The sophomore effort Congratulations was released by electro-pop duo MGMT (a.k.a. Ben Goldwasser ’05 and Andrew VanWyngarden ’05) this month and covered by media across the United States and abroad.
Goldwasser and VanWyngarden first wrote and played their music as students at Wesleyan and found success after graduation that many musicians would die for. They were signed to the major label Columbia, and their full-length debut album, Oracular Spectacular, went gold on the Billboard charts with more than three million songs downloads globally. They had a hit single, “Time to Pretend” that won adoring fans who started to dress like the duo onstage.

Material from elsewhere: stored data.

//! Property tests for void_simd
//!
//! Every property is checked on each kernel the machine can run, so the
//! portable and vectorized paths are held to the same contract.

use approx::assert_relative_eq;
use void_simd::kernel::{self, Kernel, KernelPath, PortableKernel};
use void_simd::prelude::*;
use void_simd::{array_scale, approx_sqrt, hardware_sqrt, sphere_aabb_intersect, sphere_sphere_intersect};

/// Every kernel available on this machine
fn kernels() -> Vec<Box<dyn Kernel>> {
    let mut kernels: Vec<Box<dyn Kernel>> = vec![Box::new(PortableKernel)];
    #[cfg(all(feature = "simd", any(target_arch = "x86", target_arch = "x86_64")))]
    {
        if let Ok(vector) = void_simd::VectorKernel::detect() {
            kernels.push(Box::new(vector));
        }
    }
    kernels
}

fn samples() -> Vec<Vec4> {
    vec![
        Vec4::new(1.0, 2.0, 3.0, 4.0),
        Vec4::new(-0.5, 0.25, 8.0, -3.0),
        Vec4::new(100.0, -42.0, 0.001, 7.5),
        Vec4::new(0.3, 0.3, -0.9, 0.0),
    ]
}

fn sample_matrix() -> Matrix4 {
    Matrix4::from_rows([
        [1.0, 2.0, 3.0, 4.0],
        [-2.0, 0.5, 1.5, -1.0],
        [0.0, 3.0, -1.0, 2.0],
        [4.0, -0.5, 2.5, 1.0],
    ])
}

/// Normalize through one kernel with a given square root
fn normalize_with(kernel: &dyn Kernel, v: &Vec4, sqrt: fn(f32) -> f32) -> Vec4 {
    let len = sqrt(kernel.dot(v, v));
    if len > EPSILON {
        kernel.scale(v, 1.0 / len)
    } else {
        Vec4::ZERO
    }
}

/// PROPERTY: normalized vectors have unit length (hardware square root)
#[test]
fn property_normalize_unit_length() {
    for kernel in kernels() {
        for v in samples() {
            let n = normalize_with(kernel.as_ref(), &v, hardware_sqrt);
            let len = hardware_sqrt(kernel.dot(&n, &n));
            assert!((len - 1.0).abs() < 1e-4, "{:?}: |{:?}| = {}", kernel.path(), n, len);
        }
    }
}

/// PROPERTY: the one-step square root keeps normalization within 0.5%
#[test]
fn property_normalize_unit_length_approx_sqrt() {
    for kernel in kernels() {
        for v in samples() {
            let n = normalize_with(kernel.as_ref(), &v, approx_sqrt);
            let len = hardware_sqrt(kernel.dot(&n, &n));
            assert!((len - 1.0).abs() < 5e-3, "{:?}: |{:?}| = {}", kernel.path(), n, len);
        }
    }
}

/// PROPERTY: the public normalize has unit length within the active
/// kernel's square-root accuracy
#[test]
fn property_public_normalize_unit_length() {
    let tolerance = match kernel::active().path() {
        KernelPath::Vectorized => 1e-4,
        KernelPath::Portable => 5e-3,
    };
    for v in samples() {
        let n4 = v.normalize();
        let len4 = hardware_sqrt(n4.dot(n4));
        assert!((len4 - 1.0).abs() < tolerance, "|{:?}| = {}", n4, len4);

        let n3 = v.truncate().normalize();
        let len3 = hardware_sqrt(n3.dot(n3));
        assert!((len3 - 1.0).abs() < tolerance, "|{:?}| = {}", n3, len3);
    }
}

/// PROPERTY: normalizing zero yields zero for every arity
#[test]
fn property_normalize_zero() {
    for kernel in kernels() {
        assert_eq!(normalize_with(kernel.as_ref(), &Vec4::ZERO, approx_sqrt), Vec4::ZERO);
    }
    assert_eq!(Vec2::ZERO.normalize(), Vec2::ZERO);
    assert_eq!(Vec3::ZERO.normalize(), Vec3::ZERO);
    assert_eq!(Vec4::ZERO.normalize(), Vec4::ZERO);
}

/// PROPERTY: dot product is symmetric
#[test]
fn property_dot_symmetric() {
    for kernel in kernels() {
        for a in samples() {
            for b in samples() {
                assert_relative_eq!(kernel.dot(&a, &b), kernel.dot(&b, &a), max_relative = 1e-6);
            }
        }
    }
}

/// PROPERTY: cross product is orthogonal to both inputs
#[test]
fn property_cross_orthogonal() {
    for kernel in kernels() {
        for a in samples() {
            for b in samples() {
                let (a3, b3) = (a.truncate().extend(0.0), b.truncate().extend(0.0));
                let c = kernel.cross(&a3, &b3);
                let scale = 1.0 + kernel.dot(&a3, &a3) * kernel.dot(&b3, &b3);
                assert!(kernel.dot(&c, &a3).abs() / scale < 1e-5);
                assert!(kernel.dot(&c, &b3).abs() / scale < 1e-5);
                assert_eq!(c.w, 0.0);
            }
        }
    }
}

/// PROPERTY: identity is the two-sided identity of multiply
#[test]
fn property_identity_multiply() {
    let m = sample_matrix();
    for kernel in kernels() {
        assert_eq!(kernel.mat_mul(&Matrix4::IDENTITY, &m), m);
        assert_eq!(kernel.mat_mul(&m, &Matrix4::IDENTITY), m);
    }
}

/// PROPERTY: transpose is an involution
#[test]
fn property_transpose_involution() {
    let m = sample_matrix();
    assert_eq!(m.transpose().transpose(), m);
}

/// PROPERTY: fast inverse square root within 0.2%
#[test]
fn property_fast_inv_sqrt_accuracy() {
    for x in [1.0f32, 4.0, 100.0] {
        let exact = 1.0 / x.sqrt();
        assert_relative_eq!(fast_inv_sqrt(x), exact, max_relative = 2e-3);
    }
}

/// PROPERTY: fast sine and cosine at the reference points
#[test]
fn property_fast_trig_reference_points() {
    assert!(fast_sin(0.0).abs() < 1e-3);
    assert!((fast_cos(0.0) - 1.0).abs() < 1e-3);
    assert!((fast_sin(FRAC_PI_2) - 1.0).abs() < 1e-3);
}

/// PROPERTY: elementwise addition on known values
#[test]
fn property_vec4_add_known_values() {
    let a = Vec4::new(1.0, 2.0, 3.0, 4.0);
    let b = Vec4::new(5.0, 6.0, 7.0, 8.0);
    for kernel in kernels() {
        assert_eq!(kernel.add(&a, &b), Vec4::new(6.0, 8.0, 10.0, 12.0));
    }
    assert_eq!(a + b, Vec4::new(6.0, 8.0, 10.0, 12.0));
}

/// PROPERTY: sphere scenarios
#[test]
fn property_sphere_scenarios() {
    let a = Sphere::new(Vec3::ZERO, 1.0);
    assert!(sphere_sphere_intersect(&a, &Sphere::new(Vec3::new(2.0, 0.0, 0.0), 1.0)));
    assert!(!sphere_sphere_intersect(&a, &Sphere::new(Vec3::new(3.0, 0.0, 0.0), 1.0)));

    let aabb = AABB::new(Vec3::ONE, Vec3::splat(2.0));
    assert!(sphere_aabb_intersect(&Sphere::new(Vec3::ZERO, 1.8), &aabb));
    assert!(!sphere_aabb_intersect(&Sphere::new(Vec3::ZERO, 1.7), &aabb));
}

/// PROPERTY: batch scale over five elements doubles each one
#[test]
fn property_batch_scale_five() {
    let input: Vec<Vec4> = (0..5).map(|i| Vec4::splat(i as f32 + 0.5)).collect();
    for kernel in kernels() {
        let mut out = vec![Vec4::ZERO; 5];
        kernel.batch_scale(&input, 2.0, &mut out);
        for (o, v) in out.iter().zip(&input) {
            assert_eq!(*o, Vec4::splat(v.x * 2.0));
        }
    }

    let mut out = vec![Vec4::ZERO; 5];
    array_scale(&input, 2.0, &mut out, 5).unwrap();
    assert_eq!(out[4], Vec4::splat(9.0));
}

/// PROPERTY: both paths agree on matrix and batch operations
#[test]
fn property_paths_agree() {
    let reference = PortableKernel;
    let a = sample_matrix();
    let b = a.transpose();
    let data: Vec<Vec4> = (0..9).map(|i| Vec4::new(i as f32, -(i as f32), 0.5, 2.0)).collect();

    for kernel in kernels() {
        let expected = reference.mat_mul(&a, &b).to_rows();
        let actual = kernel.mat_mul(&a, &b).to_rows();
        for (e, g) in expected.iter().flatten().zip(actual.iter().flatten()) {
            assert_relative_eq!(*e, *g, epsilon = 1e-4, max_relative = 1e-5);
        }

        for v in samples() {
            let e = reference.transform(&a, &v);
            let g = kernel.transform(&a, &v);
            for (e, g) in e.to_array().iter().zip(g.to_array().iter()) {
                assert_relative_eq!(*e, *g, epsilon = 1e-3, max_relative = 1e-5);
            }
        }

        let mut expected = vec![Vec4::ZERO; data.len()];
        let mut actual = vec![Vec4::ZERO; data.len()];
        reference.batch_add(&data, &data, &mut expected);
        kernel.batch_add(&data, &data, &mut actual);
        assert_eq!(expected, actual);
    }
}

/// PROPERTY: multiplying by the inverse yields the identity
#[test]
fn property_inverse_roundtrip() {
    let m = Matrix4::rotation_euler(0.4, -1.2, 2.0) * Matrix4::translation(3.0, -1.0, 0.5);
    let inv = m.inverse().unwrap();
    let product = (m * inv).to_rows();
    let identity = Matrix4::IDENTITY.to_rows();
    for (p, i) in product.iter().flatten().zip(identity.iter().flatten()) {
        assert!((p - i).abs() < 1e-4, "{} vs {}", p, i);
    }
    assert!(Matrix4::ZERO.inverse().is_none());
}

MGMT also received two Grammy nominations for Best New Artist and Best Pop Performance by a Duo or Group with Vocals. MGMT recently talked to Melena Ryzik The New York Times about the aftermath of their success and their new album, which is a departure from their previous work. Rysik wrote that Congratulations is “nine tracks of sprawling psychedelia and little feel-good dance pop. The synths are there but layered beneath other instrumentation. It’s not singles driven; the trippy-folkie centerfold song lasts 12 minutes. … it didn’t sound anything like anyone expected, and Mr. VanWyngarden and Mr. Goldwasser knew it.”
Congratulations challenges its listeners “to take it as a whole and spend some time with it,” the way a lot of people used to listen to albums before the IPod era. Though some in the media have been surprised by the direction MGMT has taken, for the two musicians, the new recording is “the kind of album they wanted to make all along.”
Goldwasser admits they didn’t want to duplicate the mood of their first album. According to The Times, he said, “If that is seen as your greatest achievement, then where do you go from there? What do we do next? Keep getting drunk and writing party songs? We could do that, plenty of people have done that throughout their musical careers, but it kind of makes us sad to think about it.” VanWyngarden added, “I don’t know if our new album is necessarily good or not, but I know that it’s very honest, and I think that’s really important.”